Teeth bared, Bloodheart grinned down from his chair. “Prince of dogs,” he said, his voice as whispery as the flutter of birds in the eaves. “Shall I make a flute out of your bones when you are dead?”

“You will never kill me,” he replied in his hoarse voice. Some days, these were the only words he remembered how to say.

But Bloodheart was not even listening. Instead, the Eika chieftain lifted the smooth white tubes one by one to his lips, testing their tone. Some breathed high, some low, and on them, switching from one to the next, he played a ragged melody while at last lightning flashed, seen through the great cathedral windows, and thunder broke overhead, and the Eika soldiers outside laughed uproariously in the sudden drenching rain and continued their game.

2

“TWO months!” King Henry paced under the awning while rain drizzled beyond the overhang, dripping down the sides of his tent, curling down tent poles in slow streams. “I have wasted two months on these dammed stubborn Varren lords when we could have been marching on Gent!”

Liath had taken shelter under a wagon; with night watch ahead, she had been permitted an afternoon’s nap. Thank the Lady the rain had not drenched the ground. She was still dry, and now she listened as Henry’s advisers rallied around him, soothing his temper.

“You could not have left Varre behind that quickly,” said his favored cleric, Sister Rosvita, in her usual calm voice. “You have done the right thing, Your Majesty, the only thing you could do. Your anger toward the Eika is justified, and when the time is right, they will suffer your wrath.”

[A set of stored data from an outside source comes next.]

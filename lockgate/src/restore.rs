//! Recovery of lock files that were deleted but still exist in git history.
//!
//! Dry run by default. Every lock file ever committed under the lock directory
//! that is missing from disk is restored from the newest commit containing
//! it, with `restored-*` fields merged into its header. Locks named in an
//! audit document but never committed are recreated as blocking placeholders.

use std::collections::BTreeSet;
use std::fs;
use std::path::{Path, PathBuf};

use chrono::{DateTime, SecondsFormat, Utc};
use regex::Regex;
use tracing::{debug, info, instrument, warn};

use crate::core::header::{Document, validate_field};
use crate::core::record::{is_lock_file_name, lock_id};
use crate::error::{GateError, GateResult};
use crate::io::git::Git;
use crate::io::lock_store::write_atomic;
use crate::io::mutex::{MutexLocation, WorktreeMutex};
use crate::io::process::ProcessRunner;

#[derive(Debug, Clone)]
pub struct RestoreRequest {
    /// Lock directory as configured, relative to the repository root.
    pub lock_dir: String,
    pub apply: bool,
    /// Document listing lock files (`<lock dir>/LOCKED-*.md`) to recreate
    /// when git has no copy.
    pub audit_doc: Option<PathBuf>,
    pub restored_by: String,
    pub worktree_mutex: MutexLocation,
}

/// Where a restored file comes from.
#[derive(Debug, Clone, PartialEq, Eq)]
pub enum RestoreSource {
    History { revision: String },
    Placeholder { listed_in: String },
}

#[derive(Debug, Clone, PartialEq, Eq)]
pub struct RestoreItem {
    pub file_name: String,
    pub source: RestoreSource,
}

#[derive(Debug, Clone, PartialEq, Eq)]
pub enum RestoreOutcome {
    NothingToDo,
    DryRun { plan: Vec<RestoreItem> },
    /// `skipped` holds files that appeared on disk after planning.
    Applied {
        written: Vec<String>,
        skipped: Vec<String>,
    },
}

/// Lock files that are missing on disk and can be restored.
#[instrument(skip_all, fields(lock_dir = %request.lock_dir))]
pub fn plan_restore<R: ProcessRunner + ?Sized>(
    root: &Path,
    git: &Git<'_, R>,
    request: &RestoreRequest,
) -> GateResult<Vec<RestoreItem>> {
    let rel_dir = request.lock_dir.trim_end_matches('/');
    let history: BTreeSet<String> = git
        .history_paths(rel_dir)?
        .iter()
        .filter_map(|path| direct_child(path, rel_dir))
        .collect();
    let listed = match &request.audit_doc {
        Some(doc) => listed_in_doc(doc, rel_dir)?,
        None => BTreeSet::new(),
    };

    let lock_dir = root.join(rel_dir);
    let mut plan = Vec::new();
    for name in history.union(&listed) {
        if lock_dir.join(name).exists() {
            continue;
        }
        let source = match git.last_revision_with(&format!("{rel_dir}/{name}"))? {
            Some(revision) => RestoreSource::History { revision },
            None => match &request.audit_doc {
                Some(doc) if listed.contains(name) => RestoreSource::Placeholder {
                    listed_in: doc.display().to_string(),
                },
                _ => continue,
            },
        };
        debug!(file = %name, source = ?source, "restore candidate");
        plan.push(RestoreItem {
            file_name: name.clone(),
            source,
        });
    }
    Ok(plan)
}

/// Plan and, when `request.apply` is set, write the restored files.
///
/// Files never overwrite something already on disk.
#[instrument(skip_all, fields(apply = request.apply))]
pub fn restore<R: ProcessRunner + ?Sized>(
    root: &Path,
    runner: &R,
    request: &RestoreRequest,
    now: DateTime<Utc>,
) -> GateResult<RestoreOutcome> {
    validate_field("restored-by", &request.restored_by).map_err(GateError::Config)?;
    let git = Git::new(root, runner);
    let plan = plan_restore(root, &git, request)?;
    if plan.is_empty() {
        return Ok(RestoreOutcome::NothingToDo);
    }
    if !request.apply {
        return Ok(RestoreOutcome::DryRun { plan });
    }

    let _mutex = WorktreeMutex::acquire_at(&request.worktree_mutex, &git, "restore")?;
    let rel_dir = request.lock_dir.trim_end_matches('/');
    let lock_dir = root.join(rel_dir);
    fs::create_dir_all(&lock_dir)
        .map_err(|err| GateError::io("create lock directory", &lock_dir, err))?;

    let stamp = now.to_rfc3339_opts(SecondsFormat::Secs, true);
    let mut written = Vec::new();
    let mut skipped = Vec::new();
    for item in plan {
        let target = lock_dir.join(&item.file_name);
        if target.exists() {
            warn!(file = %item.file_name, "appeared on disk, not restoring");
            skipped.push(item.file_name);
            continue;
        }
        let contents = match &item.source {
            RestoreSource::History { revision } => {
                let original = git.show_file(revision, &format!("{rel_dir}/{}", item.file_name))?;
                let mut document = Document::parse(&original);
                document.set("restored-at", &stamp);
                document.set("restored-from", revision);
                document.set("restored-by", &request.restored_by);
                document.render()
            }
            RestoreSource::Placeholder { listed_in } => {
                placeholder(&item.file_name, listed_in, &request.restored_by, &stamp)
            }
        };
        write_atomic(&target, &contents)?;
        info!(file = %item.file_name, "restored lock file");
        written.push(item.file_name);
    }
    Ok(RestoreOutcome::Applied { written, skipped })
}

/// `LOCKED-x.md` when `path` is `<rel_dir>/LOCKED-x.md`.
fn direct_child(path: &str, rel_dir: &str) -> Option<String> {
    let name = path.strip_prefix(rel_dir)?.strip_prefix('/')?;
    (!name.contains('/') && is_lock_file_name(name)).then(|| name.to_string())
}

fn listed_in_doc(doc: &Path, rel_dir: &str) -> GateResult<BTreeSet<String>> {
    let text =
        fs::read_to_string(doc).map_err(|err| GateError::io("read audit document", doc, err))?;
    let pattern = format!(r"{}/(LOCKED-[A-Za-z0-9_.+-]+\.md)", regex::escape(rel_dir));
    let mention = Regex::new(&pattern)
        .map_err(|err| GateError::Config(format!("lock directory pattern: {err}")))?;
    Ok(mention
        .captures_iter(&text)
        .map(|caps| caps[1].to_string())
        .filter(|name| is_lock_file_name(name))
        .collect())
}

/// A blocking stand-in for a lock that has no committed copy.
fn placeholder(file_name: &str, listed_in: &str, restored_by: &str, stamp: &str) -> String {
    let id = lock_id(file_name).unwrap_or(file_name);
    format!(
        "restored-at: {stamp}\nrestored-from: {listed_in}\nrestored-by: {restored_by}\n\
         note: placeholder, no committed history\n\n# Lock: {id}\n\n\
         Recreated because {listed_in} lists this lock and git has no copy of it.\n"
    )
}

#[cfg(test)]
mod tests {
    use super::*;
    use crate::core::record::LockStatus;
    use crate::io::lock_store::parse_record;
    use crate::io::process::SystemRunner;
    use crate::test_support::TestRepo;

    fn request(apply: bool) -> RestoreRequest {
        RestoreRequest {
            lock_dir: "Lock".to_string(),
            apply,
            audit_doc: None,
            restored_by: "ops".to_string(),
            worktree_mutex: MutexLocation::Disabled,
        }
    }

    /// Commit two locks, then delete one of them in a later commit.
    fn repo_with_deleted_lock() -> TestRepo {
        let repo = TestRepo::new();
        repo.write(
            "Lock/LOCKED-db.md",
            "owner: @alice\nstatus: released\n\n# Lock: db\n",
        );
        repo.write("Lock/LOCKED-ui.md", "owner: @bob\nstatus: active\n\n");
        repo.commit_all("claim");
        repo.git(&["rm", "--quiet", "Lock/LOCKED-db.md"]);
        repo.git(&["commit", "--quiet", "-m", "prune db"]);
        repo
    }

    #[test]
    fn direct_child_keeps_only_lock_files_in_the_dir() {
        assert_eq!(
            direct_child("Lock/LOCKED-a.md", "Lock").as_deref(),
            Some("LOCKED-a.md")
        );
        assert_eq!(direct_child("Lock/released/RELEASED-LOCKED-a.md", "Lock"), None);
        assert_eq!(direct_child("Lock/unlock-log.json", "Lock"), None);
        assert_eq!(direct_child("Locks/LOCKED-a.md", "Lock"), None);
    }

    #[test]
    fn dry_run_plans_deleted_lock_from_history() {
        let repo = repo_with_deleted_lock();
        let outcome = restore(
            repo.root(),
            &SystemRunner::default(),
            &request(false),
            Utc::now(),
        )
        .expect("restore");

        let RestoreOutcome::DryRun { plan } = outcome else {
            panic!("expected dry run, got {outcome:?}");
        };
        assert_eq!(plan.len(), 1);
        assert_eq!(plan[0].file_name, "LOCKED-db.md");
        let RestoreSource::History { revision } = &plan[0].source else {
            panic!("expected history source");
        };
        assert_eq!(revision, &repo.git(&["rev-parse", "HEAD~1"]));
        assert!(!repo.root().join("Lock/LOCKED-db.md").exists());
    }

    #[test]
    fn apply_restores_content_and_keeps_status() {
        let repo = repo_with_deleted_lock();
        let outcome = restore(
            repo.root(),
            &SystemRunner::default(),
            &request(true),
            Utc::now(),
        )
        .expect("restore");
        assert_eq!(
            outcome,
            RestoreOutcome::Applied {
                written: vec!["LOCKED-db.md".to_string()],
                skipped: Vec::new(),
            }
        );

        let path = repo.root().join("Lock/LOCKED-db.md");
        let record = parse_record(&path).expect("parse");
        assert_eq!(record.status, LockStatus::Released);
        assert_eq!(record.owner.as_deref(), Some("@alice"));
        assert_eq!(record.document.get("restored-by"), Some("ops"));
        assert!(record.document.get("restored-from").is_some());
        assert!(record.document.body().contains("# Lock: db"));
    }

    #[test]
    fn nothing_missing_is_nothing_to_do() {
        let repo = TestRepo::new();
        repo.write("Lock/LOCKED-ui.md", "owner: @bob\n\n");
        repo.commit_all("claim");
        let outcome = restore(
            repo.root(),
            &SystemRunner::default(),
            &request(false),
            Utc::now(),
        )
        .expect("restore");
        assert_eq!(outcome, RestoreOutcome::NothingToDo);
    }

    #[test]
    fn audit_doc_names_without_history_become_placeholders() {
        let repo = repo_with_deleted_lock();
        let doc = repo.write(
            "docs/cleanup.md",
            "Removed during cleanup:\n- Lock/LOCKED-db.md\n- Lock/LOCKED-ghost.md\n",
        );
        let req = RestoreRequest {
            audit_doc: Some(doc),
            ..request(true)
        };

        let outcome =
            restore(repo.root(), &SystemRunner::default(), &req, Utc::now()).expect("restore");
        let RestoreOutcome::Applied { written, .. } = outcome else {
            panic!("expected applied, got {outcome:?}");
        };
        assert_eq!(written, vec!["LOCKED-db.md", "LOCKED-ghost.md"]);

        let ghost = parse_record(&repo.root().join("Lock/LOCKED-ghost.md")).expect("parse");
        assert!(ghost.is_blocking());
        assert!(
            ghost
                .document
                .get("restored-from")
                .is_some_and(|value| value.ends_with("cleanup.md"))
        );
    }

    #[test]
    fn missing_audit_doc_is_io_error() {
        let repo = TestRepo::new();
        let req = RestoreRequest {
            audit_doc: Some(repo.root().join("docs/none.md")),
            ..request(false)
        };
        let err = restore(repo.root(), &SystemRunner::default(), &req, Utc::now())
            .expect_err("missing doc");
        assert!(matches!(err, GateError::Io { .. }));
    }
}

“The time will never be right!” Henry was in one of his rare sour moods. Liath could see only legs and torsos from this angle, and while any soul would have known Henry by the belt he wore embossed and painted with the badges of each of the six duchies whose princes owed allegiance to him as king regnant, on this day he was also recognizable by the sheer irritable energy he projected as he paced from one corner of the carpet to the other. “Five sieges we have laid in, in the last two months.”

“None of them lasted more than five days,” said Margrave Judith with disdain. “None of these Varren nobles had any stomach for a fight, knowing Lady Sabella was defeated.”

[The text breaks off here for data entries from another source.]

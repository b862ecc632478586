//! lockgate configuration stored in `lockgate.toml` at the repository root.

use std::fs;
use std::path::{Path, PathBuf};

use anyhow::{Context, Result, anyhow};
use serde::{Deserialize, Serialize};

use crate::io::lock_service::LockBackend;
use crate::io::mutex::{DEFAULT_MUTEX_NAME, MutexLocation};

pub const CONFIG_FILE_NAME: &str = "lockgate.toml";

/// Repository-level configuration (TOML).
///
/// Intended to be edited by humans. Missing fields default to the conventions
/// of the `Lock/` protocol.
#[derive(Debug, Clone, Serialize, Deserialize, PartialEq)]
#[serde(default)]
pub struct LockgateConfig {
    /// Lock directory, relative to the repository root.
    pub lock_dir: String,

    pub mutex: MutexConfig,
    pub locks: LocksConfig,
    pub guard: GuardConfig,
    pub prune: PruneConfig,
    pub unlock: UnlockConfig,
    pub pipeline: PipelineConfig,
}

#[derive(Debug, Clone, Serialize, Deserialize, PartialEq, Eq)]
#[serde(default)]
pub struct MutexConfig {
    pub enabled: bool,
    /// Mutex file relative to the repository root. Unset means
    /// `lockgate.lock` inside the worktree's git directory.
    pub path: Option<String>,
}

#[derive(Debug, Clone, Default, Serialize, Deserialize, PartialEq, Eq)]
#[serde(default)]
pub struct LocksConfig {
    pub backend: LockBackend,
}

#[derive(Debug, Clone, Serialize, Deserialize, PartialEq, Eq)]
#[serde(default)]
pub struct GuardConfig {
    /// Path prefixes that ordinary commits must not touch.
    pub protected_prefixes: Vec<String>,
}

#[derive(Debug, Clone, Serialize, Deserialize, PartialEq)]
#[serde(default)]
pub struct PruneConfig {
    /// Minimum age (days) before a released lock may be pruned.
    pub age_days: f64,
}

#[derive(Debug, Clone, Serialize, Deserialize, PartialEq)]
#[serde(default)]
pub struct UnlockConfig {
    /// Age (hours) after which `unlock-stale` releases a blocking lock.
    pub stale_hours: f64,
}

#[derive(Debug, Clone, Serialize, Deserialize, PartialEq, Eq)]
#[serde(default)]
pub struct PipelineConfig {
    /// Shell command used as the validation gate when `--test` is not given.
    pub validate_command: Option<String>,
    /// Remote the new branch is pushed to.
    pub remote: String,
    /// Base branch for the PR; the PR tool's default when unset.
    pub base: Option<String>,
    /// PR-creation tool invocation; `--title/--body/--head/--base` are appended.
    pub pr_command: Vec<String>,
}

impl Default for LockgateConfig {
    fn default() -> Self {
        Self {
            lock_dir: "Lock".to_string(),
            mutex: MutexConfig::default(),
            locks: LocksConfig::default(),
            guard: GuardConfig::default(),
            prune: PruneConfig::default(),
            unlock: UnlockConfig::default(),
            pipeline: PipelineConfig::default(),
        }
    }
}

impl Default for MutexConfig {
    fn default() -> Self {
        Self {
            enabled: true,
            path: None,
        }
    }
}

impl Default for GuardConfig {
    fn default() -> Self {
        Self {
            protected_prefixes: vec!["Lock/".to_string(), "tmp/".to_string()],
        }
    }
}

impl Default for PruneConfig {
    fn default() -> Self {
        Self { age_days: 30.0 }
    }
}

impl Default for UnlockConfig {
    fn default() -> Self {
        Self { stale_hours: 24.0 }
    }
}

impl Default for PipelineConfig {
    fn default() -> Self {
        Self {
            validate_command: None,
            remote: "origin".to_string(),
            base: None,
            pr_command: vec!["gh".to_string(), "pr".to_string(), "create".to_string()],
        }
    }
}

impl LockgateConfig {
    pub fn validate(&self) -> Result<()> {
        if self.lock_dir.trim().is_empty() {
            return Err(anyhow!("lock_dir must not be empty"));
        }
        if self
            .guard
            .protected_prefixes
            .iter()
            .any(|prefix| prefix.trim().is_empty())
        {
            return Err(anyhow!("guard.protected_prefixes must not contain empty entries"));
        }
        if !self.prune.age_days.is_finite() || self.prune.age_days < 0.0 {
            return Err(anyhow!("prune.age_days must be >= 0"));
        }
        if !self.unlock.stale_hours.is_finite() || self.unlock.stale_hours < 0.0 {
            return Err(anyhow!("unlock.stale_hours must be >= 0"));
        }
        if let Some(path) = &self.mutex.path
            && path.trim().is_empty()
        {
            return Err(anyhow!("mutex.path must not be empty when set"));
        }
        if self.pipeline.remote.trim().is_empty() {
            return Err(anyhow!("pipeline.remote must not be empty"));
        }
        if self.pipeline.pr_command.is_empty() || self.pipeline.pr_command[0].trim().is_empty() {
            return Err(anyhow!("pipeline.pr_command must be a non-empty array"));
        }
        if let Some(command) = &self.pipeline.validate_command
            && command.trim().is_empty()
        {
            return Err(anyhow!("pipeline.validate_command must not be empty when set"));
        }
        Ok(())
    }

    /// Absolute lock directory for `root`.
    pub fn lock_dir(&self, root: &Path) -> PathBuf {
        root.join(&self.lock_dir)
    }

    /// Where the worktree mutex lives for `root`.
    pub fn worktree_mutex(&self, root: &Path) -> MutexLocation {
        if !self.mutex.enabled {
            return MutexLocation::Disabled;
        }
        match &self.mutex.path {
            Some(path) => MutexLocation::Path(root.join(path.trim())),
            None => MutexLocation::GitDir(DEFAULT_MUTEX_NAME.to_string()),
        }
    }
}

/// Load config from a TOML file.
///
/// If the file is missing, returns `LockgateConfig::default()`.
pub fn load_config(path: &Path) -> Result<LockgateConfig> {
    if !path.exists() {
        let cfg = LockgateConfig::default();
        cfg.validate()?;
        return Ok(cfg);
    }
    let contents = fs::read_to_string(path).with_context(|| format!("read {}", path.display()))?;
    let cfg: LockgateConfig =
        toml::from_str(&contents).with_context(|| format!("parse {}", path.display()))?;
    cfg.validate()
        .with_context(|| format!("validate {}", path.display()))?;
    Ok(cfg)
}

“Your Majesty.” Now Helmut Villam weighed in, and the others paused to listen respectfully to the words of a man whose age and experience of hard campaigns eclipsed even that of the king. “Once Lady Svanhilde surrenders to your authority, we can turn east. You have sent what Eagles you can to the Wendish dukes and nobles, to raise the alarm. But do not forget that after the battle we fought near Kassel, your forces are too weak in any case to attack the Eika at Gent. It will take time to assemble a new army.”